• **SOURCE MATERIAL**

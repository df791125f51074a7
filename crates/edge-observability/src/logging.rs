//! Per-event structured log records.
//!
//! Every lifecycle or request event handled by a worker version gets an
//! [`EventLog`]. Records carry the event, the version and a correlation id,
//! are rendered as one JSON object, and leave through `tracing` under the
//! `edge` target so the host's subscriber decides where they go.

use std::collections::BTreeMap;
use std::fmt;
use std::time::Instant;

use edge_core::RequestId;
use serde::Serialize;
use serde_json::Value;

/// Worker event a record belongs to.
#[derive(Debug, Clone, Copy, PartialEq, Eq, Serialize)]
#[serde(rename_all = "lowercase")]
pub enum WorkerEvent {
    Install,
    Activate,
    Fetch,
    Push,
    #[serde(rename = "notificationclick")]
    NotificationClick,
}

impl fmt::Display for WorkerEvent {
    fn fmt(&self, f: &mut fmt::Formatter<'_>) -> fmt::Result {
        f.write_str(match self {
            Self::Install => "install",
            Self::Activate => "activate",
            Self::Fetch => "fetch",
            Self::Push => "push",
            Self::NotificationClick => "notificationclick",
        })
    }
}

/// Severity of a record.
#[derive(Debug, Clone, Copy, PartialEq, Eq, Serialize)]
#[serde(rename_all = "lowercase")]
pub enum Severity {
    Debug,
    Info,
    Warn,
}

/// One emitted record.
#[derive(Debug, Clone, Serialize)]
pub struct EventRecord {
    pub severity: Severity,
    pub event: WorkerEvent,
    pub version: String,
    pub request_id: String,
    pub message: String,
    pub elapsed_us: u64,
    /// Sorted, so rendered records are stable.
    #[serde(flatten)]
    pub fields: BTreeMap<&'static str, Value>,
}

impl EventRecord {
    /// Render as a single JSON line.
    pub fn to_json(&self) -> String {
        serde_json::to_string(self).unwrap_or_else(|_| self.message.clone())
    }
}

/// Log context for one event on one worker version.
#[derive(Debug, Clone)]
pub struct EventLog {
    event: WorkerEvent,
    version: String,
    request_id: RequestId,
    started: Instant,
}

impl EventLog {
    pub fn new(event: WorkerEvent, version: impl Into<String>, request_id: RequestId) -> Self {
        Self {
            event,
            version: version.into(),
            request_id,
            started: Instant::now(),
        }
    }

    pub fn event(&self) -> WorkerEvent {
        self.event
    }

    pub fn request_id(&self) -> &RequestId {
        &self.request_id
    }

    pub fn debug(&self, message: impl Into<String>) -> RecordBuilder<'_> {
        RecordBuilder::new(self, Severity::Debug, message.into())
    }

    pub fn info(&self, message: impl Into<String>) -> RecordBuilder<'_> {
        RecordBuilder::new(self, Severity::Info, message.into())
    }

    pub fn warn(&self, message: impl Into<String>) -> RecordBuilder<'_> {
        RecordBuilder::new(self, Severity::Warn, message.into())
    }
}

/// Collects fields for a record before it is emitted.
#[must_use = "records are only logged by `emit`"]
pub struct RecordBuilder<'a> {
    log: &'a EventLog,
    severity: Severity,
    message: String,
    fields: BTreeMap<&'static str, Value>,
}

impl<'a> RecordBuilder<'a> {
    fn new(log: &'a EventLog, severity: Severity, message: String) -> Self {
        Self {
            log,
            severity,
            message,
            fields: BTreeMap::new(),
        }
    }

    /// Attach a field. Later values for the same name replace earlier ones.
    pub fn field(mut self, name: &'static str, value: impl Into<Value>) -> Self {
        self.fields.insert(name, value.into());
        self
    }

    pub fn build(self) -> EventRecord {
        EventRecord {
            severity: self.severity,
            event: self.log.event,
            version: self.log.version.clone(),
            request_id: self.log.request_id.to_string(),
            message: self.message,
            elapsed_us: self.log.started.elapsed().as_micros() as u64,
            fields: self.fields,
        }
    }

    pub fn emit(self) {
        let record = self.build();
        let line = record.to_json();
        match record.severity {
            Severity::Debug => tracing::debug!(target: "edge", event = %record.event, "{}", line),
            Severity::Info => tracing::info!(target: "edge", event = %record.event, "{}", line),
            Severity::Warn => tracing::warn!(target: "edge", event = %record.event, "{}", line),
        }
    }
}

#[cfg(test)]
mod tests {
    use super::*;

    fn log(event: WorkerEvent) -> EventLog {
        EventLog::new(event, "v2", RequestId::from_string("req-1"))
    }

    #[test]
    fn test_record_carries_event_context() {
        let record = log(WorkerEvent::Fetch)
            .info("served")
            .field("status", "HIT")
            .field("http_status", 200u16)
            .build();

        let json: Value = serde_json::from_str(&record.to_json()).unwrap();
        assert_eq!(json["severity"], "info");
        assert_eq!(json["event"], "fetch");
        assert_eq!(json["version"], "v2");
        assert_eq!(json["request_id"], "req-1");
        assert_eq!(json["status"], "HIT");
        assert_eq!(json["http_status"], 200);
    }

    #[test]
    fn test_notification_click_event_name() {
        let record = log(WorkerEvent::NotificationClick).warn("no window").build();
        assert_eq!(record.event.to_string(), "notificationclick");
        assert!(record.to_json().contains(r#""event":"notificationclick""#));
    }

    #[test]
    fn test_repeated_field_keeps_last_value() {
        let record = log(WorkerEvent::Install)
            .debug("retry")
            .field("assets", 3)
            .field("assets", 5)
            .build();
        assert_eq!(record.fields.len(), 1);
        assert_eq!(record.fields["assets"], 5);
    }
}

• **WHAT THE EXERCISE ASKS**
Restate the data above in full, word for word.

• **EXPECTED ANSWER**
repository df791125f51074a7
filename crates/edge-observability/src/logging.rs
//! Per-event structured log records.
//!
//! Every lifecycle or request event handled by a worker version gets an
//! [`EventLog`]. Records carry the event, the version and a correlation id,
//! are rendered as one JSON object, and leave through `tracing` under the
//! `edge` target so the host's subscriber decides where they go.

use std::collections::BTreeMap;
use std::fmt;
use std::time::Instant;

use edge_core::RequestId;
use serde::Serialize;
use serde_json::Value;

/// Worker event a record belongs to.
#[derive(Debug, Clone, Copy, PartialEq, Eq, Serialize)]
#[serde(rename_all = "lowercase")]
pub enum WorkerEvent {
    Install,
    Activate,
    Fetch,
    Push,
    #[serde(rename = "notificationclick")]
    NotificationClick,
}

impl fmt::Display for WorkerEvent {
    fn fmt(&self, f: &mut fmt::Formatter<'_>) -> fmt::Result {
        f.write_str(match self {
            Self::Install => "install",
            Self::Activate => "activate",
            Self::Fetch => "fetch",
            Self::Push => "push",
            Self::NotificationClick => "notificationclick",
        })
    }
}

/// Severity of a record.
#[derive(Debug, Clone, Copy, PartialEq, Eq, Serialize)]
#[serde(rename_all = "lowercase")]
pub enum Severity {
    Debug,
    Info,
    Warn,
}

/// One emitted record.
#[derive(Debug, Clone, Serialize)]
pub struct EventRecord {
    pub severity: Severity,
    pub event: WorkerEvent,
    pub version: String,
    pub request_id: String,
    pub message: String,
    pub elapsed_us: u64,
    /// Sorted, so rendered records are stable.
    #[serde(flatten)]
    pub fields: BTreeMap<&'static str, Value>,
}

impl EventRecord {
    /// Render as a single JSON line.
    pub fn to_json(&self) -> String {
        serde_json::to_string(self).unwrap_or_else(|_| self.message.clone())
    }
}

/// Log context for one event on one worker version.
#[derive(Debug, Clone)]
pub struct EventLog {
    event: WorkerEvent,
    version: String,
    request_id: RequestId,
    started: Instant,
}

impl EventLog {
    pub fn new(event: WorkerEvent, version: impl Into<String>, request_id: RequestId) -> Self {
        Self {
            event,
            version: version.into(),
            request_id,
            started: Instant::now(),
        }
    }

    pub fn event(&self) -> WorkerEvent {
        self.event
    }

    pub fn request_id(&self) -> &RequestId {
        &self.request_id
    }

    pub fn debug(&self, message: impl Into<String>) -> RecordBuilder<'_> {
        RecordBuilder::new(self, Severity::Debug, message.into())
    }

    pub fn info(&self, message: impl Into<String>) -> RecordBuilder<'_> {
        RecordBuilder::new(self, Severity::Info, message.into())
    }

    pub fn warn(&self, message: impl Into<String>) -> RecordBuilder<'_> {
        RecordBuilder::new(self, Severity::Warn, message.into())
    }
}

/// Collects fields for a record before it is emitted.
#[must_use = "records are only logged by `emit`"]
pub struct RecordBuilder<'a> {
    log: &'a EventLog,
    severity: Severity,
    message: String,
    fields: BTreeMap<&'static str, Value>,
}

impl<'a> RecordBuilder<'a> {
    fn new(log: &'a EventLog, severity: Severity, message: String) -> Self {
        Self {
            log,
            severity,
            message,
            fields: BTreeMap::new(),
        }
    }

    /// Attach a field. Later values for the same name replace earlier ones.
    pub fn field(mut self, name: &'static str, value: impl Into<Value>) -> Self {
        self.fields.insert(name, value.into());
        self
    }

    pub fn build(self) -> EventRecord {
        EventRecord {
            severity: self.severity,
            event: self.log.event,
            version: self.log.version.clone(),
            request_id: self.log.request_id.to_string(),
            message: self.message,
            elapsed_us: self.log.started.elapsed().as_micros() as u64,
            fields: self.fields,
        }
    }

    pub fn emit(self) {
        let record = self.build();
        let line = record.to_json();
        match record.severity {
            Severity::Debug => tracing::debug!(target: "edge", event = %record.event, "{}", line),
            Severity::Info => tracing::info!(target: "edge", event = %record.event, "{}", line),
            Severity::Warn => tracing::warn!(target: "edge", event = %record.event, "{}", line),
        }
    }
}

#[cfg(test)]
mod tests {
    use super::*;

    fn log(event: WorkerEvent) -> EventLog {
        EventLog::new(event, "v2", RequestId::from_string("req-1"))
    }

    #[test]
    fn test_record_carries_event_context() {
        let record = log(WorkerEvent::Fetch)
            .info("served")
            .field("status", "HIT")
            .field("http_status", 200u16)
            .build();

        let json: Value = serde_json::from_str(&record.to_json()).unwrap();
        assert_eq!(json["severity"], "info");
        assert_eq!(json["event"], "fetch");
        assert_eq!(json["version"], "v2");
        assert_eq!(json["request_id"], "req-1");
        assert_eq!(json["status"], "HIT");
        assert_eq!(json["http_status"], 200);
    }

    #[test]
    fn test_notification_click_event_name() {
        let record = log(WorkerEvent::NotificationClick).warn("no window").build();
        assert_eq!(record.event.to_string(), "notificationclick");
        assert!(record.to_json().contains(r#""event":"notificationclick""#));
    }

    #[test]
    fn test_repeated_field_keeps_last_value() {
        let record = log(WorkerEvent::Install)
            .debug("retry")
            .field("assets", 3)
            .field("assets", 5)
            .build();
        assert_eq!(record.fields.len(), 1);
        assert_eq!(record.fields["assets"], 5);
    }
}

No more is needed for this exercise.